▶ **PROMPT**: Look below. Copy each line that has "EmptyLevel" in it.

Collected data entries
************

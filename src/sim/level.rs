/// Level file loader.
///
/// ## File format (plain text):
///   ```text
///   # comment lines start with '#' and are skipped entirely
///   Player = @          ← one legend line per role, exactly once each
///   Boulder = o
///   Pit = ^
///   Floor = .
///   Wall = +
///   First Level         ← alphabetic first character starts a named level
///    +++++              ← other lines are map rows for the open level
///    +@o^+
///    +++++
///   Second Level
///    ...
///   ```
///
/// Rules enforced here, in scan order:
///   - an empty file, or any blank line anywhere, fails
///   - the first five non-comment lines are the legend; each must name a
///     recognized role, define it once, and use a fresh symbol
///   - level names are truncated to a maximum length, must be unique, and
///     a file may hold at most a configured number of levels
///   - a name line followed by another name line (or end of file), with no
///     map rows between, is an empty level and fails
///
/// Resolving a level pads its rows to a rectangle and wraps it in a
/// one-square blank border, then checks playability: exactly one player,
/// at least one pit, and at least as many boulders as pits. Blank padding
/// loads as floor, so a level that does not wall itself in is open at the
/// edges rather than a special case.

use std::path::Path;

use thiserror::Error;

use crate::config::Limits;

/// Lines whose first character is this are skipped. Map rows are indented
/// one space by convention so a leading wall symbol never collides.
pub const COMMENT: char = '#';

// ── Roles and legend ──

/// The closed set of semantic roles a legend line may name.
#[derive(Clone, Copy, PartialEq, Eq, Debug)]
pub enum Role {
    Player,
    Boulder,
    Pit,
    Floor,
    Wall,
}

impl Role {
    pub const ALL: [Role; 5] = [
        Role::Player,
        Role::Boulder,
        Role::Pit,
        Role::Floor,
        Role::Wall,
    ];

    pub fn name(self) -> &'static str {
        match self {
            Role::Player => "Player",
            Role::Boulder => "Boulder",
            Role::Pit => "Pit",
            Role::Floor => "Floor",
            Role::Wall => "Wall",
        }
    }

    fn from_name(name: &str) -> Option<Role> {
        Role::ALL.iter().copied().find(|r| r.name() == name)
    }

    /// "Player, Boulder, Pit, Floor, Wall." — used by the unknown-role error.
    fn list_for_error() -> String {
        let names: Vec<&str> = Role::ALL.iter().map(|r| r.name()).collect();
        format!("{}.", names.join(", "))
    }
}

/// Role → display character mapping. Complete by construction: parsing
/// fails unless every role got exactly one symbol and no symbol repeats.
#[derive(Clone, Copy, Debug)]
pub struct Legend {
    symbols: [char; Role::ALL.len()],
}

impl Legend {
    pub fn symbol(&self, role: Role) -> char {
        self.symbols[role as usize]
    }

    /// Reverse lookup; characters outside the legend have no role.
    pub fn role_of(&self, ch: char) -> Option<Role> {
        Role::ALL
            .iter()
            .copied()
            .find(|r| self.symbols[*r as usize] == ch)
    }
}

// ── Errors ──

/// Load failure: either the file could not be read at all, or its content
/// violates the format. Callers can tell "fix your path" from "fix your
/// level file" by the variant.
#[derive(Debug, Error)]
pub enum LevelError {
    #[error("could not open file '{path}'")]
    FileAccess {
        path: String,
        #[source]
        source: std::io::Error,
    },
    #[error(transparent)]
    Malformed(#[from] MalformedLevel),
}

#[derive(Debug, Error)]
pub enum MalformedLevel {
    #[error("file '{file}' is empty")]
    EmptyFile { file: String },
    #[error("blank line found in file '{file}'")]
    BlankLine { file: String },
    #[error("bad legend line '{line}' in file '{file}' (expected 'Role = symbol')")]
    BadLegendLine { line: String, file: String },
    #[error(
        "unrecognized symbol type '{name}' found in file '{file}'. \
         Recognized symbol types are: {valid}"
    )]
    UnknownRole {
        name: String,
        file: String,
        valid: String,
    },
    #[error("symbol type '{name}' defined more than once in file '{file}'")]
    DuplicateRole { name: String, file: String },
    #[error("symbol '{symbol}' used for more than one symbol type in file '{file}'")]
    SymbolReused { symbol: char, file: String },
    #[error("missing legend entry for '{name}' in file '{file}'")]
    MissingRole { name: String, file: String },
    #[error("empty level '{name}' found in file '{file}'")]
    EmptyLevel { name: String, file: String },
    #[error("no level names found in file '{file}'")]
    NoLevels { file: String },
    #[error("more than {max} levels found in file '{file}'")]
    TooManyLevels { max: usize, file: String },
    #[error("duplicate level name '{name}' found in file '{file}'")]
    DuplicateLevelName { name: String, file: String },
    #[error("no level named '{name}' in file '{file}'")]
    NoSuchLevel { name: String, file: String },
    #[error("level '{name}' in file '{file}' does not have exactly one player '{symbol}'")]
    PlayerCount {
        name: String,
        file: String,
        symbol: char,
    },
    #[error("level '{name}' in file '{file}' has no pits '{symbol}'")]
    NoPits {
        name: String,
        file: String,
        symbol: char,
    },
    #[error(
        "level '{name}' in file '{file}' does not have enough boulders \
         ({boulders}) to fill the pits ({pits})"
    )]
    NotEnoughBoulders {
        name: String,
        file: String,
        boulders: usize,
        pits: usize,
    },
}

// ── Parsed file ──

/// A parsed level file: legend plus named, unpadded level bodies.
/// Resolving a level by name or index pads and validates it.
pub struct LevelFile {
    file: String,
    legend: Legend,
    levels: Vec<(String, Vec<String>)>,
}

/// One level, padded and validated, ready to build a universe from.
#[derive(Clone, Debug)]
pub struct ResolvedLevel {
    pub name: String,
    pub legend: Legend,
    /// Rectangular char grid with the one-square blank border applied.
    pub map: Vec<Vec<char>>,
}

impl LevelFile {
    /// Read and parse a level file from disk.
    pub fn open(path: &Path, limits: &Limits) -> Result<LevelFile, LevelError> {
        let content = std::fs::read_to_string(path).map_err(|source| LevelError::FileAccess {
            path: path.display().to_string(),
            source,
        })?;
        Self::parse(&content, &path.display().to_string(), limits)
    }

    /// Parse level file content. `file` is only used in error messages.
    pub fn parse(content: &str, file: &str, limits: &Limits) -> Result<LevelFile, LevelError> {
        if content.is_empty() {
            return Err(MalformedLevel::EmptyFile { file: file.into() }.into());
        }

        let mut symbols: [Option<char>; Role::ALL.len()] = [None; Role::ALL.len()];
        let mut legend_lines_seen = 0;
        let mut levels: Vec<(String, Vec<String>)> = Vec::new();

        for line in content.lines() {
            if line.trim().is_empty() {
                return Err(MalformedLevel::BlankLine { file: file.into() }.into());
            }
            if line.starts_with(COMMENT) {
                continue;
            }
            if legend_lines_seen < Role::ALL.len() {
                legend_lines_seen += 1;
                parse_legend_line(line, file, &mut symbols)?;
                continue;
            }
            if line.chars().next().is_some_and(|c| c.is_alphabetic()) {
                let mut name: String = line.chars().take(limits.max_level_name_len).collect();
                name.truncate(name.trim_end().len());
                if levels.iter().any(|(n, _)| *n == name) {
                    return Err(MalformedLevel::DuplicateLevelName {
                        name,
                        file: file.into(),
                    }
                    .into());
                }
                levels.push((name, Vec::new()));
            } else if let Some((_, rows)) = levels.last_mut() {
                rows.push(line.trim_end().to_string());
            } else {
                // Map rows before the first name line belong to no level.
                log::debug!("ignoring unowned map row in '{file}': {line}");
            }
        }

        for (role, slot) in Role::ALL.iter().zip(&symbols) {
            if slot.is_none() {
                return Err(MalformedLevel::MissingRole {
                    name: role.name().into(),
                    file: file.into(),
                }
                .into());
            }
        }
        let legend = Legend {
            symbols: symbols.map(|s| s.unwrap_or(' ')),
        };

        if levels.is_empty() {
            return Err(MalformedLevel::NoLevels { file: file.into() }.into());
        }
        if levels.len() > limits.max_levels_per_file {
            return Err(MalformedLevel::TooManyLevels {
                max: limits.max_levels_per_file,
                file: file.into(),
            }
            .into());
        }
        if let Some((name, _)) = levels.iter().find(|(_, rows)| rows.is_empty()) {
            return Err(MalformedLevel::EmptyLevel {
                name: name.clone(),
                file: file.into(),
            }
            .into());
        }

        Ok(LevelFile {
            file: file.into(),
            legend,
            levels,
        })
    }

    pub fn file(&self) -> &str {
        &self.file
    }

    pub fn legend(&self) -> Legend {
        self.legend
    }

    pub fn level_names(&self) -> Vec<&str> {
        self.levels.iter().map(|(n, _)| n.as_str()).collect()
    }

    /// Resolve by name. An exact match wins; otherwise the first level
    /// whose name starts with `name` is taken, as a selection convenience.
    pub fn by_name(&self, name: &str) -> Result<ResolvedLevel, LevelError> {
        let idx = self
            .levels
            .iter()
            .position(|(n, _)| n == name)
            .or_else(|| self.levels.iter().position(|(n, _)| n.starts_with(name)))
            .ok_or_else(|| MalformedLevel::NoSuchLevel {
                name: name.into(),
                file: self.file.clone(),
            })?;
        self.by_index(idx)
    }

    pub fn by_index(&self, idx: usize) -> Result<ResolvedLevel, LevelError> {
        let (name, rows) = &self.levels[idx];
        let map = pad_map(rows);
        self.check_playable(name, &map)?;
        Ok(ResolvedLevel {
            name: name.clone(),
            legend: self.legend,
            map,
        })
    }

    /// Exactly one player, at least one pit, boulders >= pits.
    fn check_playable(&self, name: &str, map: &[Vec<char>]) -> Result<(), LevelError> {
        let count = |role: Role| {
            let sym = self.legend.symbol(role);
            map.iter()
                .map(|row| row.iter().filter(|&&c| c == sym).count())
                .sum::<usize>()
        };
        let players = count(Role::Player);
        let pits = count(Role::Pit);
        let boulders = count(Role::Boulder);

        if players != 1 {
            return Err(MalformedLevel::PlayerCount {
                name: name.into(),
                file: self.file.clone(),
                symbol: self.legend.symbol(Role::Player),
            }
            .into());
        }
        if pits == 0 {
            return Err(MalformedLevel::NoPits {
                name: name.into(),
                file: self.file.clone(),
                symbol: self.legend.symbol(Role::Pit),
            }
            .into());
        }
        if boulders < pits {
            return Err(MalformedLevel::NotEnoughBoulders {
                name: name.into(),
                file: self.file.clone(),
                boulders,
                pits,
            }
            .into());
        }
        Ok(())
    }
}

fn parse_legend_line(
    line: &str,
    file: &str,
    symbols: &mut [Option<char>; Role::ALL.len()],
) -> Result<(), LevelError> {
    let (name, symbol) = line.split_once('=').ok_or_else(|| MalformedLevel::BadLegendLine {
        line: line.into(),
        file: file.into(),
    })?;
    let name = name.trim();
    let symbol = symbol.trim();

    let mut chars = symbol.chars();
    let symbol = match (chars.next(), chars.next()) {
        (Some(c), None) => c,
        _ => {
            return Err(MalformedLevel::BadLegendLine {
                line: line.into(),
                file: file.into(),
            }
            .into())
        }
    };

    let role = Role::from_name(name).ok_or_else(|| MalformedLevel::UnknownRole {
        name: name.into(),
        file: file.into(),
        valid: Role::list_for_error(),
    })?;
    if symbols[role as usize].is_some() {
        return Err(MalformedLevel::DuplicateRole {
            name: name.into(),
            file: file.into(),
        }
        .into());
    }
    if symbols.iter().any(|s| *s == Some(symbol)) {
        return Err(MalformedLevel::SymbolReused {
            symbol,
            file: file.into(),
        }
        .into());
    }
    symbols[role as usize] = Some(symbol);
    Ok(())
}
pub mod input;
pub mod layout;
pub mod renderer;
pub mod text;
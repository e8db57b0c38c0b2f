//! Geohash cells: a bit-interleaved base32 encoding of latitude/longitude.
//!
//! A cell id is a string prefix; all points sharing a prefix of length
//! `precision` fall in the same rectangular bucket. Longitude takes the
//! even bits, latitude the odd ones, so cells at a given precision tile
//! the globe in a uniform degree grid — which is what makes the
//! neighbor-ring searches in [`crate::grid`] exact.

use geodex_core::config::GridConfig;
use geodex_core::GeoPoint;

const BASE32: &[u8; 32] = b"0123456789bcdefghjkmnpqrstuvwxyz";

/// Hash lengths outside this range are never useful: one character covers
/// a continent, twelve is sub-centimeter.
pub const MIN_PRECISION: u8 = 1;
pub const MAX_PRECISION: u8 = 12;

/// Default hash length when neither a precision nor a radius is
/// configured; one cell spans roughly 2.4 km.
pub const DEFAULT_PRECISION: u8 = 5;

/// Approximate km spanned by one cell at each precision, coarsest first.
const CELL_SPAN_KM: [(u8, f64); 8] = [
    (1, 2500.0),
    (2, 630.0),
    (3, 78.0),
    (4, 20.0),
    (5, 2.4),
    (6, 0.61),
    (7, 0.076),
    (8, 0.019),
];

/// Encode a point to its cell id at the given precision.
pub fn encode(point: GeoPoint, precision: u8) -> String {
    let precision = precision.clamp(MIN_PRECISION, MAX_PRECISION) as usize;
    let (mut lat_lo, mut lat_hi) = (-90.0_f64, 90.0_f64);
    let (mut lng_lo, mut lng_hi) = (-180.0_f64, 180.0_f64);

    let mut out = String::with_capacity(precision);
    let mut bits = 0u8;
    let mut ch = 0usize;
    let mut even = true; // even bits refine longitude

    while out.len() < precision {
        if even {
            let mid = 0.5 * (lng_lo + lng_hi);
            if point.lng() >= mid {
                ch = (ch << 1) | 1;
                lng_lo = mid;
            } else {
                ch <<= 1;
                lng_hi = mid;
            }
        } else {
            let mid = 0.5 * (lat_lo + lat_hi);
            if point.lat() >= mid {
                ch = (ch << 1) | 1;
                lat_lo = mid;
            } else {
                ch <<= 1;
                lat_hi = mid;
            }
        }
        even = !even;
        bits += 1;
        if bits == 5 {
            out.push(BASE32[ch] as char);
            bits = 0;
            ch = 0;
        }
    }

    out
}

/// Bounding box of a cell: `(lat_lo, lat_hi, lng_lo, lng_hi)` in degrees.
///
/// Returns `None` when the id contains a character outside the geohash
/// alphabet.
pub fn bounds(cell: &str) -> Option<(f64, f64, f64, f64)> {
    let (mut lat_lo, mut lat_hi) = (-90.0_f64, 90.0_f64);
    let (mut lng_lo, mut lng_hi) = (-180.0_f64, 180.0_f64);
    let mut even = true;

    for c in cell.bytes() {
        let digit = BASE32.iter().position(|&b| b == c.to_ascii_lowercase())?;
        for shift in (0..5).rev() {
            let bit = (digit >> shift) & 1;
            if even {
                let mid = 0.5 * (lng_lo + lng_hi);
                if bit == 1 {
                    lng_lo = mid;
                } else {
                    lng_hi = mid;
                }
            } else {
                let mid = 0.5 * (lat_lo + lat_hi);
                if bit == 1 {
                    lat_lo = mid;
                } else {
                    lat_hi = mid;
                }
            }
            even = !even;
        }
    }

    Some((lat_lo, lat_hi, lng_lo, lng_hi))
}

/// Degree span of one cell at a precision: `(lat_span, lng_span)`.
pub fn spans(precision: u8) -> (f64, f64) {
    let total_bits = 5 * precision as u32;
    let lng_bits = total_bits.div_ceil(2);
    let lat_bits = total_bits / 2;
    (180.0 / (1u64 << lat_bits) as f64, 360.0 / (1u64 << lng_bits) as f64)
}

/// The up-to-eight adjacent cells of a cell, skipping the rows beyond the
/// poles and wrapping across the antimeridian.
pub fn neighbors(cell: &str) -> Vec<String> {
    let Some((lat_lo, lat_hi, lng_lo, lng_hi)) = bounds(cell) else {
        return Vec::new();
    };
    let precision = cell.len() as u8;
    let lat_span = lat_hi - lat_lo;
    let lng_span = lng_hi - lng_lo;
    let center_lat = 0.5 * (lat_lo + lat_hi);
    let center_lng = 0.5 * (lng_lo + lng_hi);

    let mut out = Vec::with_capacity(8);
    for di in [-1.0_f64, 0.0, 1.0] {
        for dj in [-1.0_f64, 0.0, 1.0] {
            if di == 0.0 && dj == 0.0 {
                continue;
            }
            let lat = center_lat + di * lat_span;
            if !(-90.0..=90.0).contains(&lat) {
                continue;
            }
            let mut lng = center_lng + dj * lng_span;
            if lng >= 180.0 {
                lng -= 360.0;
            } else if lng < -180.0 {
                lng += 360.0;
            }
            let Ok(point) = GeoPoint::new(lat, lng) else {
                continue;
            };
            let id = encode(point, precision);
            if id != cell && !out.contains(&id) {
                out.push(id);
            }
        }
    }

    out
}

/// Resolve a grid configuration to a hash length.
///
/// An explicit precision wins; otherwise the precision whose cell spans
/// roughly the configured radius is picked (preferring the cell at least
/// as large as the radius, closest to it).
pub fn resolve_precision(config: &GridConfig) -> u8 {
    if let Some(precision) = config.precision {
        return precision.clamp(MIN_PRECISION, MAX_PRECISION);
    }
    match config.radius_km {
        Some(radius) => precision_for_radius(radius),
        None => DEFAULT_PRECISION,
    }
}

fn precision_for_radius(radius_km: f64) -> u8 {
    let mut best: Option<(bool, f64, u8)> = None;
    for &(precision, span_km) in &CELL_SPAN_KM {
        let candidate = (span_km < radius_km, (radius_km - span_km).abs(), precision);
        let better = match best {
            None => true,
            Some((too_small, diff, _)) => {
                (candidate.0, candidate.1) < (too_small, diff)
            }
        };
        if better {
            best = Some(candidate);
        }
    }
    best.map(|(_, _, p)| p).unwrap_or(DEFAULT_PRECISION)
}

************

▶ **SOLUTION BELOW**:
    EmptyLevel { name: String, file: String },
            return Err(MalformedLevel::EmptyLevel {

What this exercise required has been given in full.